本発明のマイクロウェルアレイチップは、基板の少なくとも一方の主表面にマイクロウェル層を有する。マイクロウェル層は複数のマイクロウェルを有し、かつ各マイクロウェルは、1つのマイクロウェルに1つの生体細胞のみを収容する形状と寸法を有する。
マイクロウェルは、その底面の一部または全部に磁性膜を有する。さらに、本発明のマイクロウェルアレイチップは、前記磁性膜以外の磁性部材を有さない。磁性膜形状は特に制限はない。図3に磁性膜形状の例を示す。円や多角形など様々な形状をとることができる。ウェル底面の形状に必ずしもあわせる必要はなく、膜のない領域を作成することで、主表面反対側からウェル内での反応を観察することも可能である。
磁性膜の表面およびマイクロウェル層の表面は、マイクロウェル層を構成する材料からの自家蛍光を抑える遮光膜およびシリカ膜またはパリレン膜からなる多層膜を有する。

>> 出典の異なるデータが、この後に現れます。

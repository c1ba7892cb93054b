//! Validated logical identifiers.
//!
//! CloudFormation logical ids are ASCII alphanumeric. Instead of scattering
//! string concatenation and `.replace("-", "")` calls through every builder,
//! all ids go through [`LogicalId`], which validates the character set once.

use std::fmt;

use serde::Serialize;

use crate::error::{GraphError, GraphResult};

/// A validated template-unique identifier for a node.
#[derive(Debug, Clone, PartialEq, Eq, Hash, PartialOrd, Ord, Serialize)]
#[serde(transparent)]
pub struct LogicalId(String);

impl LogicalId {
    /// Create an id, validating that it is non-empty, ASCII alphanumeric and
    /// starts with a letter.
    pub fn new(raw: impl Into<String>) -> GraphResult<Self> {
        let raw = raw.into();
        match raw.chars().next() {
            None => {
                return Err(GraphError::InvalidId {
                    id: raw,
                    reason: "empty id".to_string(),
                })
            }
            Some(c) if !c.is_ascii_alphabetic() => {
                return Err(GraphError::InvalidId {
                    id: raw,
                    reason: "must start with an ASCII letter".to_string(),
                })
            }
            Some(_) => {}
        }
        if let Some(bad) = raw.chars().find(|c| !c.is_ascii_alphanumeric()) {
            return Err(GraphError::InvalidId {
                id: raw.clone(),
                reason: format!("invalid character '{bad}'"),
            });
        }
        Ok(Self(raw))
    }

    /// Build an id from config-derived fragments, dropping any character that
    /// is not alphanumeric (`eu-west-1a` becomes `euwest1a`).
    ///
    /// The result still has to pass [`LogicalId::new`], so a fragment list
    /// that sanitizes down to nothing (or to a leading digit) is rejected
    /// rather than silently emitted.
    pub fn from_parts(parts: &[&str]) -> GraphResult<Self> {
        let mut raw = String::new();
        for part in parts {
            raw.extend(part.chars().filter(|c| c.is_ascii_alphanumeric()));
        }
        Self::new(raw)
    }

    pub fn as_str(&self) -> &str {
        &self.0
    }
}

impl fmt::Display for LogicalId {
    fn fmt(&self, f: &mut fmt::Formatter<'_>) -> fmt::Result {
        f.write_str(&self.0)
    }
}

impl AsRef<str> for LogicalId {
    fn as_ref(&self) -> &str {
        &self.0
    }
}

(1) ガラス基板の主表面上に下地電極を蒸着あるいはめっきなどにより形成する。下地電極は、クロム、ニッケルなどの金属、あるいはITO、ZnOなどの透明電極材料あるいはポリアセチレン、ポリアニリン、ポリチオフェンなどの導電性高分子膜などの透明電極材料などガラスと密着性のよい材料を選択する。
(2) 感光性樹脂例えば東京応化工業株式会社ネガレジストPMER N-CA3000PMなどをスピンコートなどにより塗布する。
(3) この感光性樹脂をフォトリソグラフィにてマイクロウェルを形成する。対応する樹脂があれば、ナノインプリント技術を用いて形成しても同じ結果が得られる。
(4) マイクロウェルから露出した下地電極上に電気めっきなどにて、磁性膜を成膜する。磁性膜は、例えばニッケル膜であり、スルファミン酸ニッケル浴などによって形成する。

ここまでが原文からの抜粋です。